- [Aim of the exercise]: Nothing is needed except the lines below that run from the one with "let n = conditions.len();" through the one with "let stagger = if", repeated exactly.

--- Given data Enclosed Below ---

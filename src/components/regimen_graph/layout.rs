use std::f64::consts::PI;

use serde::Deserialize;

use super::normalize::NodeRecord;
use super::types::{Category, GraphNode, Point};

/// Fixed logical canvas width.
pub const CANVAS_WIDTH: f64 = 1000.0;
/// Canvas height used when the host does not pass one.
pub const DEFAULT_CANVAS_HEIGHT: f64 = 800.0;

/// Geometry of the two-tier radial layout.
#[derive(Clone, Debug, PartialEq, Deserialize)]
#[serde(default)]
pub struct LayoutConfig {
	/// Logical canvas width.
	pub width: f64,
	/// Logical canvas height.
	pub height: f64,
	/// Inner ring radius, used when there is more than one condition.
	pub condition_ring_radius: f64,
	/// Outer ring radius for even-indexed drugs.
	pub drug_ring_radius: f64,
	/// Extra radius for odd-indexed drugs.
	pub drug_stagger: f64,
}

impl Default for LayoutConfig {
	fn default() -> Self {
		Self {
			width: CANVAS_WIDTH,
			height: DEFAULT_CANVAS_HEIGHT,
			condition_ring_radius: 80.0,
			drug_ring_radius: 300.0,
			drug_stagger: 30.0,
		}
	}
}

impl LayoutConfig {
	pub fn with_height(height: f64) -> Self {
		Self {
			height,
			..Self::default()
		}
	}

	pub fn center(&self) -> Point {
		Point::new(self.width / 2.0, self.height / 2.0)
	}
}

fn on_ring(center: Point, radius: f64, angle: f64) -> Point {
	Point::new(center.x + radius * angle.cos(), center.y + radius * angle.sin())
}

/// Places conditions on an inner ring and drugs on a staggered outer ring.
///
/// Placement depends only on category and ordinal within the category, so
/// the same input order always yields the same coordinates. Output lists all
/// conditions first, then all drugs.
pub fn layout(records: &[NodeRecord], config: &LayoutConfig) -> Vec<GraphNode> {
	let center = config.center();
	let (conditions, drugs): (Vec<_>, Vec<_>) =
		records.iter().partition(|r| r.category == Category::Condition);

	let n = conditions.len();
	let placed_conditions = conditions.into_iter().enumerate().map(|(i, record)| {
		let angle = (i as f64 / n as f64) * 2.0 * PI;
		let radius = if n == 1 { 0.0 } else { config.condition_ring_radius };
		positioned(record, on_ring(center, radius, angle))
	});

	let m = drugs.len();
	let placed_drugs = drugs.into_iter().enumerate().map(|(i, record)| {
		let angle = (i as f64 / m as f64) * 2.0 * PI;
		let stagger = if i % 2 == 0 { 0.0 } else { config.drug_stagger };
		positioned(record, on_ring(center, config.drug_ring_radius + stagger, angle))
	});

	placed_conditions.chain(placed_drugs).collect()
}

fn positioned(record: &NodeRecord, position: Point) -> GraphNode {
	GraphNode {
		id: record.id.clone(),
		display_name: record.display_name.clone(),
		category: record.category,
		position,
	}
}

#[cfg(test)]
mod tests {
	use super::*;

	const EPS: f64 = 1e-9;

	fn record(id: &str, category: Category) -> NodeRecord {
		NodeRecord {
			id: id.into(),
			display_name: id.into(),
			category,
		}
	}

	fn close(a: Point, b: Point) -> bool {
		(a.x - b.x).abs() < EPS && (a.y - b.y).abs() < EPS
	}

	#[test]
	fn single_condition_sits_at_center() {
		let nodes = layout(&[record("A", Category::Condition)], &LayoutConfig::default());
		assert_eq!(nodes[0].position, Point::new(500.0, 400.0));
	}

	#[test]
	fn drugs_alternate_stagger_on_outer_ring() {
		let config = LayoutConfig::default();
		let nodes = layout(
			&[
				record("C", Category::Condition),
				record("D0", Category::Drug),
				record("D1", Category::Drug),
			],
			&config,
		);
		let center = config.center();
		assert!(close(nodes[1].position, Point::new(center.x + 300.0, center.y)));
		assert!(close(nodes[2].position, Point::new(center.x - 330.0, center.y)));
		assert!((nodes[1].position.distance_to(center) - 300.0).abs() < EPS);
		assert!((nodes[2].position.distance_to(center) - 330.0).abs() < EPS);
	}

	#[test]
	fn multiple_conditions_use_inner_ring() {
		let config = LayoutConfig::with_height(600.0);
		let nodes = layout(
			&[
				record("C0", Category::Condition),
				record("C1", Category::Condition),
				record("C2", Category::Condition),
			],
			&config,
		);
		for node in &nodes {
			assert!((node.position.distance_to(config.center()) - 80.0).abs() < EPS);
		}
		assert!(close(nodes[0].position, Point::new(580.0, 300.0)));
	}

	#[test]
	fn conditions_come_first_and_keep_relative_order() {
		let nodes = layout(
			&[
				record("D0", Category::Drug),
				record("C0", Category::Condition),
				record("D1", Category::Drug),
				record("C1", Category::Condition),
			],
			&LayoutConfig::default(),
		);
		let ids: Vec<_> = nodes.iter().map(|n| n.id.as_str()).collect();
		assert_eq!(ids, ["C0", "C1", "D0", "D1"]);
	}

	#[test]
	fn layout_is_reproducible() {
		let records = [record("C", Category::Condition), record("D", Category::Drug)];
		let config = LayoutConfig::default();
		assert_eq!(layout(&records, &config), layout(&records, &config));
	}

	#[test]
	fn empty_input_yields_empty_layout() {
		assert!(layout(&[], &LayoutConfig::default()).is_empty());
	}
}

--- End of Enclosed Given data ---

- [Task output]:
	let n = conditions.len();
	let placed_conditions = conditions.into_iter().enumerate().map(|(i, record)| {
		let angle = (i as f64 / n as f64) * 2.0 * PI;
		let radius = if n == 1 { 0.0 } else { config.condition_ring_radius };
		positioned(record, on_ring(center, radius, angle))
	});

	let m = drugs.len();
	let placed_drugs = drugs.into_iter().enumerate().map(|(i, record)| {
		let angle = (i as f64 / m as f64) * 2.0 * PI;
		let stagger = if i % 2 == 0 { 0.0 } else { config.drug_stagger };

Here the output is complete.